According to FWO, the oversight meant that CouriersPlease had underpaid 245 current and former employees by a total of $382,065 — with underpayments ranging in size from below $10 to in excess of $19,000.
The company has repaid over $360,000 of the funds, with CouriersPlease continuing to track down other workers owed the remaining funds.
Ombudsman Sandra Parker said that a court-enforceable undertaking, rather than penalties, was an appropriate form of regulatory action, given that the courier service had “demonstrated a strong commitment to back-paying workers”.
As part of the undertaking, CouriersPlease is required to publicly display notices of the breaches, including online and in the workplace, with information about worker entitlements, fund training for HR and payroll staff and making the $50,000 contrition payments to the federal Consolidated Revenue Fund.
Company expresses ‘deep regret’
Asked for its response to the situation, CouriersPlease issued a statement to My Business in which it expressed regret at the “unintentional oversight”.
“CP prides itself on being a positive and rewarding workplace that complies with all of its obligations. This was an unintentional oversight which we deeply regret,” it said.
“CouriersPlease has evolved as a company in recent years. During this time, a proportion of our employees have transitioned from ordinary hours to shift work. Regrettably, in this period, a payroll oversight occurred in which the 20-minute meal break was unpaid to those employees.
“As soon as CP became aware of the oversight, we voluntarily alerted the Fair Work Ombudsman. We have identified and apologise to all affected past and present employees. To date, we have back-paid more than 95 per cent of affected employees, and are in the final stages of our correspondence with, and back payments to, former employees.
“We are working with the Fair Work Ombudsman to ensure we have taken all the necessary actions to rectify the underpayment and ensure such an oversight does not occur in the future. This includes Fair Work-approved training to all CP employees responsible for management, recruitment, payroll and human resources; annual Fair Work-approved audits of our compliance with all Commonwealth workplace laws and instruments; and regular reporting to Fair Work with regard to our payment obligations to depot and freight employees.”
Warning to all employers
“This matter serves as a warning to all employers that if you don’t prioritise workplace compliance, you risk failing to meet your lawful obligations to your employees every shift they work over many years, and facing a hefty back payment bill,” Ms Parker said.
“The court-enforceable undertaking commits CouriersPlease to stringent measures to protect their employees, including developing new systems to ensure future compliance, funding external audits over the next two years and rectifying any further underpayments.”

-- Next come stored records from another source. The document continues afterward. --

//! Shared row aggregator
//!
//! Every collector hands its finished batch to one `Aggregator`. A single
//! mutex guards both the sink and the running total, so the durable append
//! and the counter increment happen as one serialized step.

use crate::catalog::Row;
use crate::sink::traits::{RowSink, RunStatus, SinkError, SinkResult};
use std::sync::Mutex;

/// Running totals for a harvest
#[derive(Debug, Clone, Copy, Default, PartialEq, Eq)]
pub struct AggregateState {
    /// Rows durably appended so far
    pub total_rows: u64,

    /// Batches durably appended so far
    pub batches: u64,
}

struct Inner {
    sink: Box<dyn RowSink>,
    state: AggregateState,
}

/// Serializes appends from concurrent collectors into one sink
pub struct Aggregator {
    inner: Mutex<Inner>,
}

impl Aggregator {
    pub fn new(sink: Box<dyn RowSink>) -> Self {
        Self {
            inner: Mutex::new(Inner {
                sink,
                state: AggregateState::default(),
            }),
        }
    }

    /// Appends one complete batch and bumps the total by its length
    ///
    /// The batch is consumed. The counter only moves after the sink reports
    /// success; a failed append leaves the total unchanged.
    ///
    /// # Returns
    ///
    /// * `Ok(usize)` - Number of rows appended
    /// * `Err(SinkError)` - The sink failed; nothing was counted
    pub fn append(&self, rows: Vec<Row>) -> SinkResult<usize> {
        let mut inner = self.inner.lock().map_err(|_| SinkError::Poisoned)?;

        if rows.is_empty() {
            return Ok(0);
        }

        inner.sink.append(&rows)?;
        inner.state.total_rows += rows.len() as u64;
        inner.state.batches += 1;

        Ok(rows.len())
    }

    /// Rows durably appended so far
    pub fn total_rows(&self) -> u64 {
        self.snapshot().total_rows
    }

    /// Copy of the current totals
    pub fn snapshot(&self) -> AggregateState {
        match self.inner.lock() {
            Ok(inner) => inner.state,
            Err(poisoned) => poisoned.into_inner().state,
        }
    }

    /// Lets the sink record the end of the run
    pub fn finalize(&self, status: RunStatus) -> SinkResult<()> {
        let mut inner = self.inner.lock().map_err(|_| SinkError::Poisoned)?;
        let total = inner.state.total_rows;
        inner.sink.finalize(status, total)
    }
}
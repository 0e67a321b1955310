//! Flat output rows

use crate::catalog::ContentItem;
use serde::Serialize;

/// Column names, in output order
pub const ROW_HEADERS: [&str; 7] = [
    "id",
    "publicationDate",
    "title",
    "author",
    "content",
    "url",
    "section",
];

/// Normalized record written to the sink
///
/// Absent source fields become empty strings.
#[derive(Debug, Clone, Default, PartialEq, Eq, Serialize)]
#[serde(rename_all = "camelCase")]
pub struct Row {
    pub id: String,
    pub publication_date: String,
    pub title: String,
    pub author: String,
    pub content: String,
    pub url: String,
    pub section: String,
}

impl From<ContentItem> for Row {
    fn from(item: ContentItem) -> Self {
        let fields = item.fields.unwrap_or_default();
        Self {
            id: item.id,
            publication_date: item.web_publication_date.unwrap_or_default(),
            title: fields.headline.unwrap_or_default(),
            author: fields.byline.unwrap_or_default(),
            content: fields.body_text.unwrap_or_default(),
            url: fields.short_url.unwrap_or_default(),
            section: item.section_id.unwrap_or_default(),
        }
    }
}

/// Normalizes a page worth of items, preserving their order
pub fn normalize_items(items: Vec<ContentItem>) -> Vec<Row> {
    items.into_iter().map(Row::from).collect()
}
//! Integration tests for Catalog-Harvest
//!
//! These tests use wiremock to stand in for the catalog API and exercise
//! the fetcher and full harvest runs end-to-end.

mod common;
mod fetcher_tests;
mod harvest_tests;
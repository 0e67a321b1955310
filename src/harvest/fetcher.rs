//! HTTP page fetcher
//!
//! This module handles every request made against the catalog API:
//! - Building the HTTP client
//! - Issuing one paginated GET and decoding the response envelope
//! - Classifying failures (transport, HTTP status, empty body, API error)
//!
//! No retries are performed here; a failed call is returned to the caller
//! immediately.

use crate::catalog::{ApiEnvelope, ContentItem, Page, ResourceEndpoint, TagItem};
use crate::config::ApiConfig;
use crate::{FetchError, FetchResult};
use async_trait::async_trait;
use chrono::NaiveDate;
use reqwest::Client;
use serde::de::DeserializeOwned;
use std::time::Duration;
use url::Url;

/// Source of catalog and content pages
///
/// `HttpPageFetcher` is the production implementation; tests substitute
/// scripted fetchers.
#[async_trait]
pub trait PageFetcher: Send + Sync {
    /// Fetches one page of the tag listing for `category`
    async fn fetch_catalog_page(&self, category: &str, page: u32) -> FetchResult<Page<TagItem>>;

    /// Fetches one page of `endpoint`, restricted to items published on or after `from_date`
    async fn fetch_content_page(
        &self,
        endpoint: &ResourceEndpoint,
        from_date: NaiveDate,
        page: u32,
    ) -> FetchResult<Page<ContentItem>>;
}

/// Builds an HTTP client with proper configuration
///
/// # Arguments
///
/// * `config` - The API configuration (timeouts)
///
/// # Returns
///
/// * `Ok(Client)` - Successfully built HTTP client
/// * `Err(reqwest::Error)` - Failed to build client
pub fn build_http_client(config: &ApiConfig) -> Result<Client, reqwest::Error> {
    let user_agent = format!(
        "{}/{}",
        env!("CARGO_PKG_NAME"),
        env!("CARGO_PKG_VERSION")
    );

    Client::builder()
        .user_agent(user_agent)
        .timeout(Duration::from_secs(config.timeout_secs))
        .connect_timeout(Duration::from_secs(10))
        .gzip(true)
        .brotli(true)
        .build()
}

/// `PageFetcher` backed by reqwest
pub struct HttpPageFetcher {
    client: Client,
    tags_url: String,
    api_key: String,
    catalog_page_size: u32,
    content_page_size: u32,
}

impl HttpPageFetcher {
    /// Creates a fetcher for the API described by `config`
    ///
    /// # Arguments
    ///
    /// * `config` - Base URL, page sizes and timeouts
    /// * `api_key` - Key sent as `api-key` on every request
    pub fn new(config: &ApiConfig, api_key: impl Into<String>) -> Result<Self, reqwest::Error> {
        Ok(Self {
            client: build_http_client(config)?,
            tags_url: format!("{}/tags", config.base_url.trim_end_matches('/')),
            api_key: api_key.into(),
            catalog_page_size: config.catalog_page_size,
            content_page_size: config.content_page_size,
        })
    }

    /// URL of the catalog (tags) endpoint
    pub fn tags_url(&self) -> &str {
        &self.tags_url
    }

    /// Issues one paginated GET against `endpoint`
    ///
    /// # Request Flow
    ///
    /// 1. Reject page numbers below 1
    /// 2. Append `api-key`, `params` and `page` to the query string
    /// 3. Send the request; a non-2xx status is a failure
    /// 4. Decode the `{"response": ...}` envelope; an empty body, a missing
    ///    envelope or `status: "error"` is a failure
    ///
    /// # Arguments
    ///
    /// * `endpoint` - Endpoint URL without the query string parameters below
    /// * `params` - Endpoint-specific filters
    /// * `page` - Page number, starting at 1
    pub async fn fetch<T: DeserializeOwned>(
        &self,
        endpoint: &str,
        params: &[(&str, String)],
        page: u32,
    ) -> FetchResult<Page<T>> {
        if page < 1 {
            return Err(FetchError::InvalidPage(page));
        }

        let mut url = Url::parse(endpoint).map_err(|source| FetchError::InvalidUrl {
            url: endpoint.to_string(),
            source,
        })?;
        {
            let mut query = url.query_pairs_mut();
            query.append_pair("api-key", &self.api_key);
            for (key, value) in params {
                query.append_pair(key, value);
            }
            query.append_pair("page", &page.to_string());
        }

        tracing::trace!("GET {} page {}", endpoint, page);

        // Errors carry `endpoint`, never `url`, so the API key stays out of logs
        let response = self
            .client
            .get(url)
            .send()
            .await
            .map_err(|source| FetchError::Http {
                url: endpoint.to_string(),
                source: source.without_url(),
            })?;

        let status = response.status();
        if !status.is_success() {
            return Err(FetchError::Status {
                url: endpoint.to_string(),
                status: status.as_u16(),
            });
        }

        let body = response.text().await.map_err(|source| FetchError::Http {
            url: endpoint.to_string(),
            source: source.without_url(),
        })?;

        if body.trim().is_empty() {
            return Err(FetchError::EmptyBody {
                url: endpoint.to_string(),
            });
        }

        let envelope: ApiEnvelope<T> =
            serde_json::from_str(&body).map_err(|source| FetchError::Decode {
                url: endpoint.to_string(),
                source,
            })?;

        envelope.into_page(endpoint, page)
    }
}

#[async_trait]
impl PageFetcher for HttpPageFetcher {
    async fn fetch_catalog_page(&self, category: &str, page: u32) -> FetchResult<Page<TagItem>> {
        let params = [
            ("type", "keyword".to_string()),
            ("section", category.to_string()),
            ("page-size", self.catalog_page_size.to_string()),
        ];
        self.fetch(&self.tags_url, &params, page).await
    }

    async fn fetch_content_page(
        &self,
        endpoint: &ResourceEndpoint,
        from_date: NaiveDate,
        page: u32,
    ) -> FetchResult<Page<ContentItem>> {
        let params = [
            ("show-fields", "all".to_string()),
            ("page-size", self.content_page_size.to_string()),
            ("from-date", from_date.format("%Y-%m-%d").to_string()),
        ];
        self.fetch(endpoint.as_str(), &params, page).await
    }
}
//! Catalog data model
//!
//! This module defines the shapes exchanged with the remote catalog:
//! - `Page`: one fetched unit of a paginated response
//! - `TagItem` / `ContentItem`: raw items from the tags and content endpoints
//! - `ResourceEndpoint`: a content endpoint discovered under a category
//! - `Row`: the flat record written to the sink

mod item;
mod page;
mod row;

pub use item::{ContentFields, ContentItem, ResourceEndpoint, TagItem};
pub use page::{ApiEnvelope, ApiResponse, Page};
pub use row::{normalize_items, Row, ROW_HEADERS};
//! Configuration module for Catalog-Harvest
//!
//! This module handles loading, parsing, and validating the optional TOML
//! configuration file, plus the API key fallback and start date parsing.
//!
//! # Example
//!
//! ```no_run
//! use catalog_harvest::config::load_config;
//! use std::path::Path;
//!
//! let config = load_config(Path::new("harvest.toml")).unwrap();
//! println!("Pacing: {}ms", config.harvest.tick_interval_ms);
//! ```

mod parser;
mod types;
mod validation;

// Re-export types
pub use types::{
    ApiConfig, Config, HarvestConfig, HarvestStrategy, OutputConfig, OutputFormat,
    DEFAULT_BASE_URL,
};

// Re-export parser functions
pub use parser::{
    apply_api_key_fallback, compute_config_hash, hash_content, load_config,
    load_config_with_hash, parse_config, resolve_api_key_from_env, API_KEY_ENV,
};

pub use validation::{parse_start_date, require_api_key, validate};
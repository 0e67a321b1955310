//! Paginated response envelope
//!
//! Every endpoint answers with `{"response": {...}}`. The inner object carries
//! the application status, the pagination metadata and the result items.

use crate::FetchError;
use serde::Deserialize;

/// One fetched page of items
#[derive(Debug, Clone, PartialEq)]
pub struct Page<T> {
    /// Items returned on this page
    pub items: Vec<T>,

    /// Index of this page (1-based)
    pub current_page: u32,

    /// Number of pages the endpoint reports; only trusted from page 1
    pub total_pages: u32,

    /// Total number of items across all pages, when reported
    pub total: Option<u64>,
}

/// Outer JSON envelope
#[derive(Debug, Deserialize)]
pub struct ApiEnvelope<T> {
    pub response: Option<ApiResponse<T>>,
}

/// Inner response object
#[derive(Debug, Deserialize)]
#[serde(rename_all = "camelCase")]
pub struct ApiResponse<T> {
    #[serde(default)]
    pub status: Option<String>,

    #[serde(default)]
    pub message: Option<String>,

    #[serde(default)]
    pub total: Option<u64>,

    #[serde(default)]
    pub pages: Option<u32>,

    #[serde(default)]
    pub current_page: Option<u32>,

    #[serde(default = "Vec::new")]
    pub results: Vec<T>,
}

impl<T> ApiEnvelope<T> {
    /// Converts the decoded envelope into a `Page`
    ///
    /// # Arguments
    ///
    /// * `url` - The request URL, used in error messages
    /// * `requested_page` - The page number that was requested
    ///
    /// # Returns
    ///
    /// * `Ok(Page<T>)` - The response carried a usable page
    /// * `Err(FetchError)` - The envelope was missing or reported an error
    pub fn into_page(self, url: &str, requested_page: u32) -> Result<Page<T>, FetchError> {
        let response = self.response.ok_or_else(|| FetchError::EmptyBody {
            url: url.to_string(),
        })?;

        if response.status.as_deref() == Some("error") {
            return Err(FetchError::Api {
                url: url.to_string(),
                message: response
                    .message
                    .unwrap_or_else(|| "unknown error".to_string()),
            });
        }

        // An endpoint that omits `pages` is treated as a single page
        let total_pages = response.pages.unwrap_or(1);

        Ok(Page {
            items: response.results,
            current_page: response.current_page.unwrap_or(requested_page),
            total_pages,
            total: response.total,
        })
    }
}
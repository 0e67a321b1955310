//! State module for tracking collection progress
//!
//! # Components
//!
//! - `ResourceState`: the per-resource state machine driven by the collector
//!   (init, fetching the first page, accumulating, flushing, done or failed)

mod resource_state;

pub use resource_state::ResourceState;
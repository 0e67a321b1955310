use crate::config::types::Config;
use crate::config::validation::validate;
use crate::ConfigError;
use sha2::{Digest, Sha256};
use std::path::Path;

/// Environment variable consulted when the config carries no API key
pub const API_KEY_ENV: &str = "API_KEY";

/// Loads and parses a configuration file from the given path
///
/// # Arguments
///
/// * `path` - Path to the TOML configuration file
///
/// # Returns
///
/// * `Ok(Config)` - Successfully loaded and validated configuration
/// * `Err(ConfigError)` - Failed to load, parse, or validate the configuration
///
/// # Example
///
/// ```no_run
/// use std::path::Path;
/// use catalog_harvest::config::load_config;
///
/// let config = load_config(Path::new("harvest.toml")).unwrap();
/// println!("Strategy: {}", config.harvest.strategy);
/// ```
pub fn load_config(path: &Path) -> Result<Config, ConfigError> {
    let content = std::fs::read_to_string(path)?;
    parse_config(&content)
}

/// Parses and validates configuration from TOML text
pub fn parse_config(content: &str) -> Result<Config, ConfigError> {
    let config: Config = toml::from_str(content)?;
    validate(&config)?;
    Ok(config)
}

/// Computes a SHA-256 hash of the configuration file content
///
/// The hash is logged at startup and stored with each SQLite run so that
/// runs made with different settings can be told apart.
///
/// # Returns
///
/// * `Ok(String)` - Hex-encoded SHA-256 hash of the file content
/// * `Err(ConfigError)` - Failed to read the file
pub fn compute_config_hash(path: &Path) -> Result<String, ConfigError> {
    let content = std::fs::read_to_string(path)?;
    Ok(hash_content(&content))
}

/// Hex-encoded SHA-256 of arbitrary config text
pub fn hash_content(content: &str) -> String {
    let mut hasher = Sha256::new();
    hasher.update(content.as_bytes());
    hex::encode(hasher.finalize())
}

/// Loads a configuration and returns both the config and its hash
pub fn load_config_with_hash(path: &Path) -> Result<(Config, String), ConfigError> {
    let config = load_config(path)?;
    let hash = compute_config_hash(path)?;
    Ok((config, hash))
}

/// Fills in the API key from `API_KEY` when the config has none
///
/// `.env` loading is done by the binary before this is called.
pub fn resolve_api_key_from_env(config: &mut Config) {
    apply_api_key_fallback(config, std::env::var(API_KEY_ENV).ok());
}

/// Uses `fallback` as the API key if the config does not set a non-empty one
pub fn apply_api_key_fallback(config: &mut Config, fallback: Option<String>) {
    let missing = config
        .api
        .api_key
        .as_deref()
        .map(|k| k.trim().is_empty())
        .unwrap_or(true);

    if missing {
        config.api.api_key = fallback.filter(|k| !k.trim().is_empty());
    }
}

The courier’s error is the latest in a series of high-profile instances of businesses underpaying staff as a result of problems with their payroll systems, which the Australian Payroll Association has attributed, at least in part, to outdated payroll software.
The most expensive instance revealed to date has been that of supermarket giant Woolworths, which revealed in October a shortfall of as much as $300 million in the pay and entitlements for more than 5,000 of its employees, also dating back to 2010.